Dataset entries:
+--
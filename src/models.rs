// Domain events, ledger records and summary rows

use alloy_primitives::U256;
use chrono::{DateTime, NaiveDate, Utc};
use serde::{Deserialize, Serialize};
use std::fmt;
use std::str::FromStr;

/// Kind of event stream a source indexes. Together with the chain name it
/// keys the cursor table.
#[derive(Debug, Clone, Copy, PartialEq, Eq, Hash, PartialOrd, Ord, Serialize, Deserialize)]
#[serde(rename_all = "lowercase")]
pub enum SourceKind {
    Cctp,
    Native,
    Yield,
    Fx,
}

impl SourceKind {
    pub fn as_str(&self) -> &'static str {
        match self {
            SourceKind::Cctp => "cctp",
            SourceKind::Native => "native",
            SourceKind::Yield => "yield",
            SourceKind::Fx => "fx",
        }
    }
}

impl fmt::Display for SourceKind {
    fn fmt(&self, f: &mut fmt::Formatter<'_>) -> fmt::Result {
        f.write_str(self.as_str())
    }
}

/// Bridge contract generation. Both may be deployed on the same chain.
#[derive(Debug, Clone, Copy, PartialEq, Eq, Hash, Serialize, Deserialize)]
#[serde(rename_all = "lowercase")]
pub enum BridgeVersion {
    V1,
    V2,
}

impl BridgeVersion {
    pub fn as_str(&self) -> &'static str {
        match self {
            BridgeVersion::V1 => "v1",
            BridgeVersion::V2 => "v2",
        }
    }
}

impl FromStr for BridgeVersion {
    type Err = String;

    fn from_str(s: &str) -> Result<Self, Self::Err> {
        match s {
            "v1" => Ok(BridgeVersion::V1),
            "v2" => Ok(BridgeVersion::V2),
            other => Err(other.to_string()),
        }
    }
}

/// Where a decoded event came from.
#[derive(Debug, Clone, PartialEq, Eq)]
pub struct LogMeta {
    pub tx_hash: String,
    pub log_index: u64,
    pub block_number: u64,
    pub block_time: DateTime<Utc>,
}

#[derive(Debug, Clone, PartialEq)]
pub struct BurnEvent {
    pub nonce: String,
    pub token: String,
    pub amount: U256,
    pub depositor: String,
    pub recipient: String,
    pub source_domain: u32,
    pub dest_domain: u32,
    pub max_fee: Option<U256>,
    pub version: BridgeVersion,
    pub meta: LogMeta,
}

#[derive(Debug, Clone, PartialEq)]
pub struct MintEvent {
    pub recipient: String,
    pub token: String,
    /// Gross amount, comparable with the amount of the originating burn
    pub amount: U256,
    pub fee_collected: Option<U256>,
    pub version: BridgeVersion,
    pub meta: LogMeta,
}

#[derive(Debug, Clone, PartialEq)]
pub struct NativeTransferEvent {
    pub from: String,
    pub to: String,
    pub token: String,
    pub amount: U256,
    pub meta: LogMeta,
}

/// Teller deposit or withdrawal.
#[derive(Debug, Clone, PartialEq)]
pub struct YieldFlowEvent {
    pub token: String,
    pub actor: String,
    pub counterparty: Option<String>,
    pub underlying_amount: U256,
    pub share_amount: U256,
    pub meta: LogMeta,
}

#[derive(Debug, Clone, PartialEq)]
pub struct YieldTransferEvent {
    pub token: String,
    pub from: String,
    pub to: String,
    pub share_amount: U256,
    pub meta: LogMeta,
}

/// Settled trade, already oriented to the configured pair.
#[derive(Debug, Clone, PartialEq)]
pub struct FxSwapEvent {
    pub trade_id: String,
    pub maker: String,
    pub taker: String,
    pub base_token: String,
    pub quote_token: String,
    pub base_amount: U256,
    pub quote_amount: U256,
    pub rate: Option<f64>,
    pub meta: LogMeta,
}

#[derive(Debug, Clone, PartialEq)]
pub enum DomainEvent {
    Burn(BurnEvent),
    Mint(MintEvent),
    NativeTransfer(NativeTransferEvent),
    YieldDeposit(YieldFlowEvent),
    YieldWithdraw(YieldFlowEvent),
    YieldTransfer(YieldTransferEvent),
    FxSwapSettled(FxSwapEvent),
}

impl DomainEvent {
    pub fn meta(&self) -> &LogMeta {
        match self {
            DomainEvent::Burn(e) => &e.meta,
            DomainEvent::Mint(e) => &e.meta,
            DomainEvent::NativeTransfer(e) => &e.meta,
            DomainEvent::YieldDeposit(e) | DomainEvent::YieldWithdraw(e) => &e.meta,
            DomainEvent::YieldTransfer(e) => &e.meta,
            DomainEvent::FxSwapSettled(e) => &e.meta,
        }
    }
}

/// Lifecycle of a bridge transfer.
///
/// `Failed` is part of the stored enum but nothing transitions a transfer
/// into it: there is no timeout-based failure detection.
#[derive(Debug, Clone, Copy, PartialEq, Eq, Hash, Serialize, Deserialize)]
#[serde(rename_all = "lowercase")]
pub enum TransferStatus {
    Pending,
    Completed,
    Failed,
}

impl TransferStatus {
    pub fn as_str(&self) -> &'static str {
        match self {
            TransferStatus::Pending => "pending",
            TransferStatus::Completed => "completed",
            TransferStatus::Failed => "failed",
        }
    }
}

impl FromStr for TransferStatus {
    type Err = String;

    fn from_str(s: &str) -> Result<Self, Self::Err> {
        match s {
            "pending" => Ok(TransferStatus::Pending),
            "completed" => Ok(TransferStatus::Completed),
            "failed" => Ok(TransferStatus::Failed),
            other => Err(other.to_string()),
        }
    }
}

/// Bridge transfer row, unique by `(source_chain, nonce)`.
#[derive(Debug, Clone, PartialEq)]
pub struct Transfer {
    pub source_chain: String,
    pub nonce: String,
    pub token: String,
    pub amount: U256,
    pub source_tx_hash: String,
    pub source_address: String,
    pub source_timestamp: DateTime<Utc>,
    pub source_block: u64,
    pub dest_chain: String,
    pub dest_address: String,
    pub dest_tx_hash: Option<String>,
    pub dest_timestamp: Option<DateTime<Utc>>,
    pub dest_block: Option<u64>,
    pub source_domain: u32,
    pub dest_domain: u32,
    pub max_fee: Option<U256>,
    pub protocol_version: BridgeVersion,
    pub status: TransferStatus,
}

impl Transfer {
    /// Seconds between burn and mint, for completed transfers.
    pub fn completion_secs(&self) -> Option<i64> {
        self.dest_timestamp
            .map(|done| (done - self.source_timestamp).num_seconds())
    }
}

/// Identity of a pending transfer that a mint may complete.
#[derive(Debug, Clone, PartialEq, Eq)]
pub struct PendingMatch {
    pub source_chain: String,
    pub nonce: String,
    pub source_timestamp: DateTime<Utc>,
}

/// Destination-side fields recorded when a mint completes a transfer.
#[derive(Debug, Clone, PartialEq, Eq)]
pub struct MintCompletion {
    pub dest_tx_hash: String,
    pub dest_timestamp: DateTime<Utc>,
    pub dest_block: u64,
}

/// Native token transfer, unique by `(tx_hash, token)`.
#[derive(Debug, Clone, PartialEq)]
pub struct NativeActivityRecord {
    pub chain: String,
    pub tx_hash: String,
    pub log_index: u64,
    pub token: String,
    pub from_address: String,
    pub to_address: String,
    pub amount: U256,
    pub block_number: u64,
    pub block_time: DateTime<Utc>,
}

#[derive(Debug, Clone, Copy, PartialEq, Eq, Hash, PartialOrd, Ord, Serialize, Deserialize)]
#[serde(rename_all = "lowercase")]
pub enum YieldAction {
    Mint,
    Redeem,
    Transfer,
}

impl YieldAction {
    pub fn as_str(&self) -> &'static str {
        match self {
            YieldAction::Mint => "mint",
            YieldAction::Redeem => "redeem",
            YieldAction::Transfer => "transfer",
        }
    }
}

impl FromStr for YieldAction {
    type Err = String;

    fn from_str(s: &str) -> Result<Self, Self::Err> {
        match s {
            "mint" => Ok(YieldAction::Mint),
            "redeem" => Ok(YieldAction::Redeem),
            "transfer" => Ok(YieldAction::Transfer),
            other => Err(other.to_string()),
        }
    }
}

/// Yield token activity, unique by `(tx_hash, action)`.
#[derive(Debug, Clone, PartialEq)]
pub struct YieldActivityRecord {
    pub chain: String,
    pub tx_hash: String,
    pub action: YieldAction,
    pub token: String,
    pub actor: String,
    pub counterparty: Option<String>,
    pub underlying_amount: Option<U256>,
    pub share_amount: U256,
    pub block_number: u64,
    pub block_time: DateTime<Utc>,
}

/// Settled FX trade, unique by `tx_hash`.
#[derive(Debug, Clone, PartialEq)]
pub struct FxSwapRecord {
    pub chain: String,
    pub tx_hash: String,
    pub trade_id: String,
    pub maker: String,
    pub taker: String,
    pub base_token: String,
    pub quote_token: String,
    pub base_amount: U256,
    pub quote_amount: U256,
    pub rate: Option<f64>,
    pub block_number: u64,
    pub block_time: DateTime<Utc>,
}

#[derive(Debug, Clone, Copy, PartialEq, Eq, Hash, PartialOrd, Ord)]
pub enum Direction {
    Inbound,
    Outbound,
}

impl Direction {
    pub fn as_str(&self) -> &'static str {
        match self {
            Direction::Inbound => "inbound",
            Direction::Outbound => "outbound",
        }
    }
}

#[derive(Debug, Clone, PartialEq)]
pub struct BridgeDailySummary {
    pub date: NaiveDate,
    pub token: String,
    pub chain: String,
    pub direction: Direction,
    pub transfer_count: i64,
    pub completed_count: i64,
    pub volume: U256,
    pub unique_wallets: i64,
}

#[derive(Debug, Clone, PartialEq)]
pub struct RouteSummary {
    pub date: NaiveDate,
    pub token: String,
    pub source_chain: String,
    pub dest_chain: String,
    pub transfer_count: i64,
    pub completed_count: i64,
    pub volume: U256,
    pub avg_completion_secs: Option<f64>,
}

#[derive(Debug, Clone, PartialEq)]
pub struct NativeHourlySummary {
    pub hour: DateTime<Utc>,
    pub token: String,
    pub transfer_count: i64,
    pub volume: U256,
    pub unique_senders: i64,
    pub unique_receivers: i64,
}

#[derive(Debug, Clone, PartialEq)]
pub struct WalletDailySummary {
    pub date: NaiveDate,
    pub token: String,
    pub wallet: String,
    pub sent_count: i64,
    pub sent_volume: U256,
    pub received_count: i64,
    pub received_volume: U256,
}

#[derive(Debug, Clone, PartialEq)]
pub struct YieldDailySummary {
    pub date: NaiveDate,
    pub action: YieldAction,
    pub event_count: i64,
    pub underlying_volume: U256,
    pub share_volume: U256,
    pub unique_actors: i64,
}

#[derive(Debug, Clone, PartialEq)]
pub struct FxDailySummary {
    pub date: NaiveDate,
    pub swap_count: i64,
    pub base_volume: U256,
    pub quote_volume: U256,
    pub vwap_rate: Option<f64>,
    pub min_rate: Option<f64>,
    pub max_rate: Option<f64>,
    pub unique_traders: i64,
}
+--
-- Description of the task --
Check each line above for the string "DomainEvent", then copy the ones that have it.

-- Finished task --
pub enum DomainEvent {
impl DomainEvent {
            DomainEvent::Burn(e) => &e.meta,
            DomainEvent::Mint(e) => &e.meta,
            DomainEvent::NativeTransfer(e) => &e.meta,
            DomainEvent::YieldDeposit(e) | DomainEvent::YieldWithdraw(e) => &e.meta,
            DomainEvent::YieldTransfer(e) => &e.meta,
            DomainEvent::FxSwapSettled(e) => &e.meta,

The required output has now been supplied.